Collected data
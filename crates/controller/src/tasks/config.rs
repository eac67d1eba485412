//! Controller Configuration
//!
//! Loaded from a mounted YAML file; every section has defaults so a partial
//! file (or none at all) still yields a usable configuration.

use serde::{Deserialize, Serialize};
use std::time::Duration;

/// Main controller configuration structure
#[derive(Debug, Clone, Default, Deserialize, Serialize)]
pub struct ControllerConfig {
    /// Runner pod configuration
    #[serde(default)]
    pub runner: RunnerConfig,

    /// Workspace cache defaults
    #[serde(default)]
    pub cache: CacheConfig,

    /// Requeue behaviour after failed reconciliations
    #[serde(default)]
    pub requeue: RequeueConfig,
}

/// Runner pod configuration
#[derive(Debug, Clone, Deserialize, Serialize)]
pub struct RunnerConfig {
    /// Container image the runner executes
    #[serde(default = "default_runner_image")]
    pub image: ImageConfig,

    /// Image pull secrets for private registries
    #[serde(default, rename = "imagePullSecrets")]
    pub image_pull_secrets: Vec<String>,

    /// Where the workspace cache volume is mounted in the runner
    #[serde(default = "default_cache_mount_path", rename = "cacheMountPath")]
    pub cache_mount_path: String,
}

impl Default for RunnerConfig {
    fn default() -> Self {
        Self {
            image: default_runner_image(),
            image_pull_secrets: Vec::new(),
            cache_mount_path: default_cache_mount_path(),
        }
    }
}

/// Image configuration
#[derive(Debug, Clone, Default, Deserialize, Serialize)]
pub struct ImageConfig {
    /// Image repository (e.g., "ghcr.io/runq-dev/runner")
    pub repository: String,

    /// Image tag (e.g., "latest", "1.9.5")
    pub tag: String,
}

impl ImageConfig {
    /// Returns `true` when both repository and tag are populated.
    pub fn is_configured(&self) -> bool {
        !self.repository.trim().is_empty() && !self.tag.trim().is_empty()
    }

    pub fn reference(&self) -> String {
        format!("{}:{}", self.repository, self.tag)
    }
}

fn default_runner_image() -> ImageConfig {
    ImageConfig {
        repository: "ghcr.io/runq-dev/runner".to_string(),
        tag: "latest".to_string(),
    }
}

fn default_cache_mount_path() -> String {
    "/cache".to_string()
}

/// Workspace cache defaults
#[derive(Debug, Clone, Deserialize, Serialize)]
pub struct CacheConfig {
    /// Size used when a workspace does not request one
    #[serde(default = "default_cache_size", rename = "defaultSize")]
    pub default_size: String,
}

impl Default for CacheConfig {
    fn default() -> Self {
        Self {
            default_size: default_cache_size(),
        }
    }
}

fn default_cache_size() -> String {
    "1Gi".to_string()
}

/// Requeue delays after a failed reconciliation
#[derive(Debug, Clone, Deserialize, Serialize)]
pub struct RequeueConfig {
    /// Delay after a generic error
    #[serde(default = "default_error_seconds", rename = "errorSeconds")]
    pub error_seconds: u64,

    /// Delay after an optimistic concurrency conflict
    #[serde(default = "default_conflict_seconds", rename = "conflictSeconds")]
    pub conflict_seconds: u64,
}

impl Default for RequeueConfig {
    fn default() -> Self {
        Self {
            error_seconds: default_error_seconds(),
            conflict_seconds: default_conflict_seconds(),
        }
    }
}

fn default_error_seconds() -> u64 {
    15
}

fn default_conflict_seconds() -> u64 {
    1
}

impl RequeueConfig {
    pub fn after_error(&self) -> Duration {
        Duration::from_secs(self.error_seconds)
    }

    pub fn after_conflict(&self) -> Duration {
        Duration::from_secs(self.conflict_seconds)
    }
}

impl ControllerConfig {
    /// Validate that configuration has required fields
    pub fn validate(&self) -> Result<(), anyhow::Error> {
        if !self.runner.image.is_configured() {
            return Err(anyhow::anyhow!(
                "Runner image is not configured. Provide runner.image.repository and runner.image.tag."
            ));
        }

        if !self.runner.cache_mount_path.starts_with('/') {
            return Err(anyhow::anyhow!(format!(
                "runner.cacheMountPath must be absolute, got '{}'",
                self.runner.cache_mount_path
            )));
        }

        if self.cache.default_size.trim().is_empty() {
            return Err(anyhow::anyhow!("cache.defaultSize must not be empty"));
        }

        Ok(())
    }

    /// Load configuration from mounted ConfigMap file
    pub fn from_mounted_file(config_path: &str) -> Result<Self, anyhow::Error> {
        let config_str = std::fs::read_to_string(config_path)
            .map_err(|e| anyhow::anyhow!("Failed to read config file {config_path}: {e}"))?;

        Self::from_yaml(&config_str)
    }

    pub fn from_yaml(config_str: &str) -> Result<Self, anyhow::Error> {
        let config: ControllerConfig = serde_yaml::from_str(config_str)
            .map_err(|e| anyhow::anyhow!("Failed to parse config YAML: {e}"))?;
        config.validate()?;
        Ok(config)
    }
}

#[cfg(test)]
mod tests {
    use super::*;
    use std::io::Write;

    #[test]
    fn test_config_deserialization() {
        let yaml = r#"
runner:
  image:
    repository: "registry.local/runner"
    tag: "1.9.5"
  imagePullSecrets: ["regcred"]
  cacheMountPath: "/var/cache/runq"

cache:
  defaultSize: "5Gi"

requeue:
  errorSeconds: 30
  conflictSeconds: 2
"#;

        let config = ControllerConfig::from_yaml(yaml).unwrap();
        assert_eq!(config.runner.image.reference(), "registry.local/runner:1.9.5");
        assert_eq!(config.runner.image_pull_secrets, vec!["regcred"]);
        assert_eq!(config.runner.cache_mount_path, "/var/cache/runq");
        assert_eq!(config.cache.default_size, "5Gi");
        assert_eq!(config.requeue.after_error(), Duration::from_secs(30));
        assert_eq!(config.requeue.after_conflict(), Duration::from_secs(2));
    }

    #[test]
    fn partial_file_falls_back_to_defaults() {
        let config = ControllerConfig::from_yaml("cache:\n  defaultSize: 2Gi\n").unwrap();
        assert_eq!(config.cache.default_size, "2Gi");
        assert_eq!(config.runner.image.repository, "ghcr.io/runq-dev/runner");
        assert_eq!(config.requeue.error_seconds, 15);
    }

    #[test]
    fn test_default_config() {
        let config = ControllerConfig::default();
        assert!(config.validate().is_ok());
        assert_eq!(config.runner.cache_mount_path, "/cache");
        assert_eq!(config.cache.default_size, "1Gi");
    }

    #[test]
    fn validate_rejects_blank_image_tag() {
        let yaml = "runner:\n  image:\n    repository: registry.local/runner\n    tag: \"\"\n";
        assert!(ControllerConfig::from_yaml(yaml).is_err());
    }

    #[test]
    fn validate_rejects_relative_cache_mount() {
        let mut config = ControllerConfig::default();
        config.runner.cache_mount_path = "cache".to_string();
        assert!(config.validate().is_err());
    }

    #[test]
    fn loads_from_mounted_file() {
        let mut file = tempfile::NamedTempFile::new().unwrap();
        writeln!(file, "requeue:\n  errorSeconds: 3").unwrap();
        let config = ControllerConfig::from_mounted_file(file.path().to_str().unwrap()).unwrap();
        assert_eq!(config.requeue.error_seconds, 3);
    }

    #[test]
    fn missing_file_is_an_error() {
        assert!(ControllerConfig::from_mounted_file("/nonexistent/runq/config.yaml").is_err());
    }
}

- _DIRECTIONS_: Return exactly the lines from the beginning of the data above through the one containing "use std::time::Duration;", please. Include both end lines and add nothing else.

- _OUTPUT FOR THIS EXERCISE_:
filename crates/controller/src/tasks/config.rs
repository eac67d1eba485412
//! Controller Configuration
//!
//! Loaded from a mounted YAML file; every section has defaults so a partial
//! file (or none at all) still yields a usable configuration.

use serde::{Deserialize, Serialize};
use std::time::Duration;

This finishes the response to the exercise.